Они покатились вместе. Лед был побелевший, мягкий. Над катком стоял беловатый туман сумерек. Дуговые фонари, уже зажженные, казались розоватыми. В деревянной будке военные музыканты настраивали трубы. Люба сказала:
– Я вас видела у раздевалки, а вы меня не заметили.
– Простите, ей-Богу, не видел.
– Что-то близоруким стали.
Заиграла музыка, неожиданно, плавно. Дружнее зазвенели коньки. На льду шуршала толпа.
– А вы знаете, мы станем родственниками, – весело говорила Люба. – Ваш брат просит руки Аглаи. Папа согласился.
– Да что вы говорите, вот новость, ей-Богу.
Он усиленно божился, хотя обычно не божился, и сдвинул на затылок шапку. Он хотел быть перед Любой ловчее, молодцеватее, и у него мелькнуло, что так, с клочком волос из-под фуражки, он похож на казака Крючкова. Он был страшно рад, что Люба сегодня смеется всему, что он ни скажет. Он готов был стать на голову, ходить по льду на руках, как клоун, чтобы только ей нравилось. От смеха у Любы сиял рот.
Они оба раскраснелись, им стало жарко. Влажные вязаные перчатки Пашки слегка дымились. Музыка плавно играла все то же, как им казалось, одна труба, как всегда бывает, вдруг крякнула и умолкла.
Они сели на скамью. Иней оттаял от дыхания на меховом воротнике Любиной шубки. Пашка чувствовал запах ее, свежий и немного влажный. Люба сняла шведскую черную перчатку, ее рука светилась удивительно. Он заметил легкие полоски на пальцах, след перчатки, слегка жавшей руку.
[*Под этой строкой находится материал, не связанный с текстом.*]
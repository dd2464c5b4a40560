use crate::errors::ServerError;
use crate::router::handle;
use crate::tests::utils::{body_string, get, init_test_db, post_form};

#[test]
fn users_page_lists_seed_accounts() {
    let db = init_test_db();

    let resp = handle(get("/users"), &db).unwrap();
    assert_eq!(resp.status(), 200);

    let body = body_string(resp);
    assert!(body.contains("John Doe"));
    assert!(body.contains("Jane Smith"));
    assert!(body.contains("Alice Johnson"));
    assert!(body.contains("Budi Santoso"));
}

#[test]
fn user_search_matches_roles() {
    let db = init_test_db();

    let body = body_string(handle(get("/users?search=renter"), &db).unwrap());
    assert!(body.contains("Jane Smith"));
    assert!(!body.contains("Alice Johnson"));
    assert!(!body.contains("Budi Santoso"));
}

#[test]
fn approving_a_pending_user() {
    let db = init_test_db();

    let resp = handle(post_form("/users/2/approve", &[]), &db).unwrap();
    assert_eq!(resp.status(), 303);
    assert_eq!(resp.headers()["Location"], "/users");

    // Jane was the only pending request, so the dashboard queue is empty now.
    let dashboard = body_string(handle(get("/dashboard"), &db).unwrap());
    assert!(dashboard.contains("No account requests waiting for approval."));
}

#[test]
fn rejecting_a_pending_user() {
    let db = init_test_db();

    handle(post_form("/users/2/reject", &[]), &db).unwrap();

    let body = body_string(handle(get("/users"), &db).unwrap());
    assert!(body.contains("rejected"));
}

#[test]
fn approving_a_missing_user_is_not_found() {
    let db = init_test_db();

    let result = handle(post_form("/users/999/approve", &[]), &db);
    assert!(matches!(result, Err(ServerError::NotFound)));
}

#[test]
fn account_request_starts_out_pending() {
    let db = init_test_db();

    let resp = handle(
        post_form(
            "/users",
            &[
                ("name", "Dewi Lestari"),
                ("role", "Renter"),
                ("email", "dewi@example.com"),
                ("contact_number", "8120001111"),
                ("property_id", "PROP002"),
            ],
        ),
        &db,
    )
    .unwrap();
    assert_eq!(resp.status(), 303);
    assert_eq!(resp.headers()["Location"], "/dashboard");

    let dashboard = body_string(handle(get("/dashboard"), &db).unwrap());
    assert!(dashboard.contains("Dewi Lestari"));

    let users = body_string(handle(get("/users"), &db).unwrap());
    assert!(users.contains("dewi@example.com"));
    assert!(users.contains("pending"));
}

#[test]
fn account_request_without_a_name_is_rejected() {
    let db = init_test_db();

    let result = handle(
        post_form(
            "/users",
            &[
                ("name", "   "),
                ("role", "Owner"),
                ("email", "x@example.com"),
                ("contact_number", "123"),
            ],
        ),
        &db,
    );
    assert!(matches!(result, Err(ServerError::BadRequest(_))));
}

#[test]
fn editing_a_user_overwrites_contact_details() {
    let db = init_test_db();

    handle(
        post_form(
            "/users/1/edit",
            &[
                ("name", "John Doe"),
                ("role", "Owner"),
                ("property_id", "PROP001"),
                ("dob", "1980-01-01"),
                ("contact_number", "1112223333"),
                ("email", "john.doe@newmail.example.com"),
            ],
        ),
        &db,
    )
    .unwrap();

    let body = body_string(handle(get("/users"), &db).unwrap());
    assert!(body.contains("john.doe@newmail.example.com"));
    assert!(body.contains("1112223333"));
    assert!(!body.contains("john@example.com"));
}

#[test]
fn editing_a_user_with_a_bad_date_is_rejected() {
    let db = init_test_db();

    let result = handle(
        post_form(
            "/users/1/edit",
            &[
                ("name", "John Doe"),
                ("role", "Owner"),
                ("dob", "not-a-date"),
                ("contact_number", "1234567890"),
                ("email", "john@example.com"),
            ],
        ),
        &db,
    );
    assert!(matches!(result, Err(ServerError::BadRequest(_))));
}
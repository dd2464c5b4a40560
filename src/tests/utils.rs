use crate::db::connection::{init_db, Database};
use astra::{Body, Response};
use http::{Method, Request};
use std::io::Read;
use std::time::{SystemTime, UNIX_EPOCH};

/// Initialize a fresh test DB using the production schema and seed data.
pub fn init_test_db() -> Database {
    let path = std::env::temp_dir().join(format!(
        "estate_admin_test_{}.sqlite",
        SystemTime::now()
            .duration_since(UNIX_EPOCH)
            .unwrap()
            .as_nanos()
    ));
    let db = Database::new(path.to_string_lossy().to_string());

    init_db(&db, "sql/schema.sql")
        .unwrap_or_else(|e| panic!("Database initialization failed: {e}"));

    db
}

pub fn get(path: &str) -> Request<Body> {
    Request::builder()
        .method(Method::GET)
        .uri(path)
        .body(Body::empty())
        .unwrap()
}

pub fn post_form(path: &str, fields: &[(&str, &str)]) -> Request<Body> {
    let mut body = url::form_urlencoded::Serializer::new(String::new());
    for (key, value) in fields {
        body.append_pair(key, value);
    }

    Request::builder()
        .method(Method::POST)
        .uri(path)
        .header("Content-Type", "application/x-www-form-urlencoded")
        .body(Body::from(body.finish()))
        .unwrap()
}

pub fn body_string(resp: Response) -> String {
    let mut body = String::new();
    resp.into_body()
        .reader()
        .read_to_string(&mut body)
        .unwrap();
    body
}
use maud::{html, Markup};

pub fn card(title: &str, body: Markup) -> Markup {
    html! {
        div class="card" {
            h2 { (title) }
            div class="card-body" {
                (body)
            }
        }
    }
}

/// Plain GET search box that resubmits the current page.
pub fn search_input(placeholder: &str, value: &str) -> Markup {
    html! {
        input type="text" name="search" placeholder=(placeholder) value=(value)
            style="padding: 8px; font-size: 16px; flex-grow: 1;";
    }
}

pub fn th(label: &str) -> Markup {
    html! {
        th style="padding: 12px 8px; border-bottom: 2px solid #e5e7eb; text-align: left;" { (label) }
    }
}

pub fn td(content: Markup) -> Markup {
    html! {
        td style="padding: 8px; border-bottom: 1px solid #f3f4f6;" { (content) }
    }
}
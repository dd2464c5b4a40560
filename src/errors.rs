use astra::Response;
use std::fmt;

/// Errors originating from either the server logic
/// (routing, missing resources, etc.) or downstream layers (DB, exports).
#[derive(Debug)]
pub enum ServerError {
    NotFound,
    BadRequest(String),
    DbError(String),
    XlsxError(String),
    InternalError,
}

// Type alias commonly used by route handlers.
pub type ResultResp = Result<Response, ServerError>;

impl fmt::Display for ServerError {
    fn fmt(&self, f: &mut fmt::Formatter<'_>) -> fmt::Result {
        match self {
            ServerError::NotFound => write!(f, "Not Found"),
            ServerError::BadRequest(msg) => write!(f, "Bad Request: {msg}"),
            ServerError::DbError(msg) => write!(f, "Database Error: {msg}"),
            ServerError::XlsxError(msg) => write!(f, "Spreadsheet Error: {msg}"),
            ServerError::InternalError => write!(f, "Internal Server Error"),
        }
    }
}

impl std::error::Error for ServerError {}

impl From<rusqlite::Error> for ServerError {
    fn from(e: rusqlite::Error) -> Self {
        ServerError::DbError(e.to_string())
    }
}
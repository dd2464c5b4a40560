// src/domain/stats.rs

use crate::domain::models::{Complaint, ComplaintCategory, ComplaintStatus};
use serde::Serialize;

/// Complaint counts for one category. `outstanding` is always
/// `total - resolved`.
#[derive(Debug, Clone, Copy, PartialEq, Eq, Serialize)]
pub struct CategoryStats {
    pub total: usize,
    pub resolved: usize,
    pub outstanding: usize,
}

/// Stats for every category, in declaration order. Feeds the dashboard
/// table and the JSON stats endpoint.
#[derive(Debug, Clone, Copy, PartialEq, Eq, Serialize)]
pub struct CategoryBreakdown {
    pub category: &'static str,
    pub total: usize,
    pub resolved: usize,
    pub outstanding: usize,
}

pub fn complaint_breakdown(complaints: &[Complaint]) -> Vec<CategoryBreakdown> {
    ComplaintCategory::ALL
        .iter()
        .map(|&category| {
            let stats = compute_category_stats(complaints, category);
            CategoryBreakdown {
                category: category.as_str(),
                total: stats.total,
                resolved: stats.resolved,
                outstanding: stats.outstanding,
            }
        })
        .collect()
}

pub fn compute_category_stats(complaints: &[Complaint], category: ComplaintCategory) -> CategoryStats {
    let total = complaints.iter().filter(|c| c.category == category).count();
    let resolved = complaints
        .iter()
        .filter(|c| c.category == category && c.status == ComplaintStatus::Solved)
        .count();
    CategoryStats {
        total,
        resolved,
        outstanding: total - resolved,
    }
}
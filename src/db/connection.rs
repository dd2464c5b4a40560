use rusqlite::Connection;
use std::cell::RefCell;
use std::fs;

use crate::errors::ServerError;

// Thread-local connection slot. astra runs handlers on a worker pool, so each
// worker thread lazily opens its own connection to the shared database file.
thread_local! {
    static DB_CONN: RefCell<Option<Connection>> = RefCell::new(None);
}

#[derive(Clone)]
pub struct Database {
    path: String,
}

impl Database {
    pub fn new(path: impl Into<String>) -> Self {
        Self { path: path.into() }
    }

    /// Open or fetch the per-thread SQLite connection and run `f(conn)`.
    pub fn with_conn<F, T>(&self, f: F) -> Result<T, ServerError>
    where
        F: FnOnce(&mut Connection) -> Result<T, ServerError>,
    {
        let inner_result = DB_CONN
            .try_with(|cell| {
                let mut slot = cell.borrow_mut();
                if slot.is_none() {
                    let conn = Connection::open(&self.path)
                        .map_err(|e| ServerError::DbError(format!("Open DB failed: {e}")))?;
                    *slot = Some(conn);
                }
                let conn = slot.as_mut().unwrap();
                f(conn)
            })
            // TLS access failure (rare)
            .map_err(|_| ServerError::InternalError)?;

        inner_result
    }
}

/// Initialize the database from a SQL schema file. The schema creates the
/// record tables and seeds the sample data set; every statement is idempotent.
pub fn init_db(db: &Database, schema_path: &str) -> Result<(), ServerError> {
    let schema_sql = fs::read_to_string(schema_path)
        .map_err(|e| ServerError::DbError(format!("Failed to read schema file: {e}")))?;

    db.with_conn(|conn| {
        conn.execute_batch(&schema_sql)
            .map_err(|e| ServerError::DbError(format!("Failed to apply schema: {e}")))?;
        Ok(())
    })
}
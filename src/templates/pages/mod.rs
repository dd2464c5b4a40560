pub mod access_levels;
pub mod admin_complaints;
pub mod complaints;
pub mod dashboard;
pub mod home;
pub mod news;
pub mod properties;
pub mod reports;
pub mod users;

pub use access_levels::access_levels_page;
pub use admin_complaints::admin_complaints_page;
pub use complaints::complaints_page;
pub use dashboard::dashboard_page;
pub use home::home_page;
pub use news::news_page;
pub use properties::properties_page;
pub use reports::reports_page;
pub use users::users_page;
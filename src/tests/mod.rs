mod router_tests;
pub mod utils;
Ему было необыкновенно трогательно, что это странное существо, Любочка Сафонова, его сверстница, какой он почему-то побаивался, сидит с ним на скамье, чертит коньками мягкий белый лед, вперед-назад, и музыка плавно играет, и ветер сырой плавно, точно музыка, дышит в лицо. Он сказал, что труба крякает, как утка. Люба засмеялась, потом нахмурилась строго:
– Так и надо, чтобы крякала.
– Почему?
– Не знаю. Но так надо. Я понимаю.
Он подвинул шапку на затылок, все еще думал, что похож на Крючкова:
– Вы, Любочка, как наш сапожник Потылицын. Он тоже, когда выпьет, кричит: все понимаю.
Она улыбнулась, не обиделась:
– Нет, правда, я понимаю. Я не могу сказать, не умею, ведь я еще девочка, но я понимаю, как все что-то значит, что труба крякает, и ветер, что оттепель, что вот мы сидим с вами, а там где-то война. Я понимаю, только не умею сказать…
Черные бровки трудно сошлись на тоненьком переносье. Лицо Любочки стало грустным и посветлело. Иней белелся на ее шубке. Пашка послушал влажный шорох ветра.
– Я не думал об этом, но я тоже все понимаю, – сказал он. – Только это страшно.
– Почему?
– Не знаю, страшно.
– Да, кажется.
Два подростка, едва понимая друг друга, невнятно говорили о судьбе, какую чувствовали оба, о том, что ждет их обоих, потом чему-то засмеялись и, взявшись за руки, покатились в туман.
После встречи на катке Пашка понял, что любит Любочку Сафонову, причем его любовь довольно несчастна и никому на свете никогда не будет известна, но так и надо в настоящей любви. Это не то, что у скучного Николая с Аглаей или у Ольги, которая только и знает, что застирывает на кухне с Аленой пеленки, пахнущие мылом и детским теплом.
Когда он вернулся с катка, Ольга вязала сыну у лампы детские башмачки, мать тоже вязала на спицах, звеневших иногда. Дома у Маркушиных теперь всегда было дружно и тихо.